ALBANY, N.Y. -- Less than half the states have followed the federal government's lead in recent years of encouraging religious groups to compete for government money, a new study says.
Part of the reason: many states already maintain long-standing partnerships with religious organizations, according to the study scheduled for official release Thursday by the Rockefeller Institute of Government at the State University of New York.
The study also found only eight states passed legislation to incorporate "charitable choice" language into state law since 1996. Charitable choice, part of an overhaul of welfare law under the Clinton administration, was meant to open government programs to religious groups not traditionally eligible for funding to fight poverty and other social ills.
States may not feel the urgency to increase participation of faith-based groups because at least half already have long-standing relationships with such organizations, the study found.
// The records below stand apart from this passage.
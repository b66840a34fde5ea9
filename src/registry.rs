//! Connection registry (SPEC_FULL.md §4.1/§5): resolves a game server's
//! bearer token to its identity, tracks which server ids currently hold a
//! live connection, and sweeps a server's session locks when it drops.

use std::collections::HashSet;
use std::sync::RwLock;

use base64::{engine::general_purpose, Engine as _};
use rand::Rng;
use tracing::{info, warn};

use crate::domain::GameServer;
use crate::error::{SyncError, SyncOutcome};
use crate::store::Store;

/// Generates a fresh, cryptographically random bearer token for a game
/// server, the same way the reference repo mints session keys: 256 bits from
/// the OS RNG, URL-safe base64, no padding.
#[must_use]
pub fn generate_token() -> String {
  general_purpose::URL_SAFE_NO_PAD.encode(rand::thread_rng().gen::<[u8; 32]>())
}

/// Tracks which `server_id`s are presently connected. Purely in-process --
/// restarting the sync core drops this set and every server must
/// reconnect and re-handshake.
pub struct Registry<S: Store> {
  store: std::sync::Arc<S>,
  connected: RwLock<HashSet<String>>,
}

impl<S: Store> Registry<S> {
  #[must_use]
  pub fn new(store: std::sync::Arc<S>) -> Self {
    Registry { store, connected: RwLock::new(HashSet::new()) }
  }

  /// Resolves a bearer token from the WebSocket handshake to the game
  /// server it belongs to. Rejects tokens for deactivated servers. A
  /// flagged server is logged but non-blocking (SPEC_FULL.md §4.1) -- it
  /// still authenticates.
  pub async fn authenticate(&self, token: &str) -> SyncOutcome<GameServer> {
    let server = self.store.find_server_by_token(token).await?.ok_or(SyncError::Unauthenticated)?;
    if !server.active {
      return Err(SyncError::ServerInactive);
    }
    if server.flagged {
      warn!(server_id = %server.server_id, reason = server.flag_reason.as_deref(), "authenticated flagged game server");
    }
    Ok(server)
  }

  pub async fn find_by_server_id(&self, server_id: &str) -> SyncOutcome<Option<GameServer>> {
    self.store.find_server_by_id(server_id).await
  }

  /// Current player count for `server:info`.
  pub async fn player_count(&self, server_id: &str) -> SyncOutcome<i64> {
    self.store.count_players_on_server(server_id).await
  }

  /// Marks `server_id` as connected and bumps its `last_seen` timestamp.
  pub async fn register_connection(&self, server_id: &str) -> SyncOutcome<()> {
    self.connected.write().unwrap().insert(server_id.to_string());
    self.store.touch_server_last_seen(server_id).await?;
    info!(server_id, "game server connected");
    Ok(())
  }

  /// Called when a server's WebSocket connection drops, whether cleanly or
  /// not. Releases every session lock that server held and returns the
  /// steam ids that were freed, so the caller can log or audit the release.
  pub async fn unregister_connection(&self, server_id: &str) -> SyncOutcome<Vec<String>> {
    self.connected.write().unwrap().remove(server_id);
    let released = self.store.sweep_server(server_id).await?;
    if !released.is_empty() {
      warn!(server_id, count = released.len(), "released session locks on disconnect");
    }
    Ok(released)
  }

  #[must_use]
  pub fn is_connected(&self, server_id: &str) -> bool {
    self.connected.read().unwrap().contains(server_id)
  }

  #[must_use]
  pub fn connected_servers(&self) -> Vec<String> {
    self.connected.read().unwrap().iter().cloned().collect()
  }
}

#[cfg(test)]
mod tests {
  use super::*;
  use crate::store::FakeStore;

  #[test]
  fn generates_distinct_tokens() {
    assert_ne!(generate_token(), generate_token());
  }

  #[tokio::test]
  async fn authenticate_rejects_unknown_token() {
    let store = std::sync::Arc::new(FakeStore::new());
    let registry = Registry::new(store);
    let err = registry.authenticate("no-such-token").await.unwrap_err();
    assert!(matches!(err, SyncError::Unauthenticated));
  }

  #[tokio::test]
  async fn authenticate_rejects_inactive_server() {
    let store = std::sync::Arc::new(FakeStore::new());
    store.seed_server("serverA", "tok-a", false);
    let registry = Registry::new(store);
    let err = registry.authenticate("tok-a").await.unwrap_err();
    assert!(matches!(err, SyncError::ServerInactive));
  }

  #[tokio::test]
  async fn authenticate_logs_but_admits_flagged_server() {
    let store = std::sync::Arc::new(FakeStore::new());
    store.seed_flagged_server("serverA", "tok-a", "excessive reconnect rate");
    let registry = Registry::new(store);
    let server = registry.authenticate("tok-a").await.unwrap();
    assert!(server.flagged);
  }

  #[tokio::test]
  async fn register_and_unregister_tracks_connection_state() {
    let store = std::sync::Arc::new(FakeStore::new());
    store.seed_server("serverA", "tok-a", true);
    let registry = Registry::new(store);

    registry.register_connection("serverA").await.unwrap();
    assert!(registry.is_connected("serverA"));

    registry.unregister_connection("serverA").await.unwrap();
    assert!(!registry.is_connected("serverA"));
  }
}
The majority contract with groups such as Catholic Charities or Lutheran Social Services -- as opposed to groups directly tied to a congregation.
"While the spotlight on the faith-based initiative has been very bright in Washington, it tends to get much dimmer once you get outside the Beltway," said Richard Nathan, director of the Rockefeller Institute.
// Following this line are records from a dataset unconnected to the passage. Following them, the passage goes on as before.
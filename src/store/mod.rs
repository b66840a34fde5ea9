//! The Store boundary (SPEC_FULL.md §4.3): a narrow, typed interface hiding
//! SQL behind upsert/fetch primitives. The Store never opens a transaction on
//! its own -- `begin`/`commit`/`rollback` hand the caller (always the
//! `SyncEngine`) an owned transaction handle that every other method takes by
//! mutable reference, so a whole operation's writes share one atomic
//! boundary.

mod fake;
mod postgres;

pub use fake::FakeStore;
pub use postgres::PgStore;

use async_trait::async_trait;
use chrono::{DateTime, Utc};

use crate::document::TrackingDoc;
use crate::domain::{GameServer, LoadoutSlot, PlayerFull};
use crate::error::SyncOutcome;

/// A single upsert for the `PlayerStats` 1:1 table.
#[derive(Debug, Clone)]
pub struct StatsUpsert {
  pub currency: i64,
  pub currency_total: i64,
  pub currency_spent: i64,
  pub xp: i64,
  pub xp_total: i64,
  pub prestige: i32,
  pub perma_tokens: i64,
  pub daily_claims: i64,
  pub games_played: i64,
  pub time_played: i64,
  pub join_time: Option<DateTime<Utc>>,
  pub daily_claim_time: Option<DateTime<Utc>>,
}

#[derive(Debug, Clone, Default)]
pub struct SkinsUpsert {
  pub indfor: Option<String>,
  pub blufor: Option<String>,
  pub redfor: Option<String>,
}

#[async_trait]
pub trait Store: Send + Sync {
  /// An in-flight, not-yet-committed unit of work. Production implementations
  /// wrap `sqlx::Transaction<'static, Postgres>`; the in-memory fake used in
  /// tests wraps a snapshot token it can roll back to.
  type Tx: Send;

  async fn begin(&self) -> SyncOutcome<Self::Tx>;
  async fn commit(&self, tx: Self::Tx) -> SyncOutcome<()>;
  async fn rollback(&self, tx: Self::Tx) -> SyncOutcome<()>;

  // -- Registry-facing reads, outside the per-sync transaction --

  async fn find_server_by_token(&self, token: &str) -> SyncOutcome<Option<GameServer>>;
  async fn find_server_by_id(&self, server_id: &str) -> SyncOutcome<Option<GameServer>>;
  async fn touch_server_last_seen(&self, server_id: &str) -> SyncOutcome<()>;

  /// Timestamp of the most recent audit entry for a player, used by the
  /// HTTP status endpoint. `None` if the player has never synced.
  async fn last_audit_time(&self, steam_id: &str) -> SyncOutcome<Option<DateTime<Utc>>>;

  /// Clears `active_server_id`/`active_since` on every player currently
  /// pinned to `server_id`. Returns the steam ids that were released.
  async fn sweep_server(&self, server_id: &str) -> SyncOutcome<Vec<String>>;

  /// Number of players currently pinned to `server_id`, for `server:info`.
  async fn count_players_on_server(&self, server_id: &str) -> SyncOutcome<i64>;

  // -- Player lifecycle, inside the caller's transaction --

  async fn find_or_create_player(&self, tx: &mut Self::Tx, steam_id: &str) -> SyncOutcome<PlayerFull>;
  async fn find_player_full(&self, tx: &mut Self::Tx, steam_id: &str) -> SyncOutcome<Option<PlayerFull>>;

  /// Optimistic check-and-set: succeeds only if the player's current
  /// `active_server_id` equals `expected_current` (both `None` meaning
  /// "unowned"). Returns `false` without writing if the precondition no
  /// longer holds -- the caller re-reads and resolves the race as
  /// `ActiveElsewhere`.
  async fn try_set_active_server(
    &self,
    tx: &mut Self::Tx,
    player_id: i64,
    expected_current: Option<&str>,
    new_server_id: Option<&str>,
    active_since: Option<DateTime<Utc>>,
  ) -> SyncOutcome<bool>;

  async fn update_player_identity(
    &self,
    tx: &mut Self::Tx,
    player_id: i64,
    eos_id: Option<&str>,
    name: Option<&str>,
    sync_seq: i64,
  ) -> SyncOutcome<()>;

  // -- Side tables --

  async fn upsert_stats(&self, tx: &mut Self::Tx, player_id: i64, stats: &StatsUpsert) -> SyncOutcome<()>;
  async fn upsert_skins(&self, tx: &mut Self::Tx, player_id: i64, skins: &SkinsUpsert) -> SyncOutcome<()>;
  async fn upsert_supporter_status(&self, tx: &mut Self::Tx, player_id: i64, tiers: &[String]) -> SyncOutcome<()>;

  /// Delete-then-insert replace semantics (§9 design notes).
  async fn replace_loadout(&self, tx: &mut Self::Tx, player_id: i64, slots: &[LoadoutSlot]) -> SyncOutcome<()>;
  async fn replace_perks(&self, tx: &mut Self::Tx, player_id: i64, perk_names: &[String]) -> SyncOutcome<()>;

  /// Additive upsert keyed by (player, weaponName); existing rows keep their
  /// original `unlocked_at`.
  async fn upsert_permanent_unlocks(&self, tx: &mut Self::Tx, player_id: i64, weapon_names: &[String]) -> SyncOutcome<()>;

  /// Upserts all five tracking maps by compound key, storing the document's
  /// absolute counters (not deltas) as the newest value.
  async fn upsert_tracking(&self, tx: &mut Self::Tx, player_id: i64, tracking: &TrackingDoc) -> SyncOutcome<()>;

  // -- Audit --

  #[allow(clippy::too_many_arguments)]
  async fn insert_audit_entry(
    &self,
    tx: &mut Self::Tx,
    server_id: &str,
    player_steam_id: &str,
    kind: crate::domain::AuditKind,
    seq_before: Option<i64>,
    seq_after: Option<i64>,
    before_summary: serde_json::Value,
    after_summary: serde_json::Value,
    flagged: bool,
    flag_reason: Option<&str>,
    duration_ms: i64,
  ) -> SyncOutcome<()>;
}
President Bush has pushed hard to let religious groups compete for government money, so long as their services are available to anybody in need. Opponents fear the government will wind up paying for religion.
When his initiative stalled in Congress, Bush sidestepped lawmakers with executive orders and regulations to give religious organizations equal footing with nonsectarian ones in competing for federal contracts.
Jim Towey, who heads the White House Office of Faith-Based and Community Initiatives, said the study's conclusions represent "the lay of the land" when Bush took office. Towey said he has seen an "explosion" of interest from states on the faith-based initiative in the past six months.
Barry Lynn, executive director of the Americans United for Separation of Church and State, said he was "slightly surprised at the number of states that are already engaged in what I consider unconstitutional activity."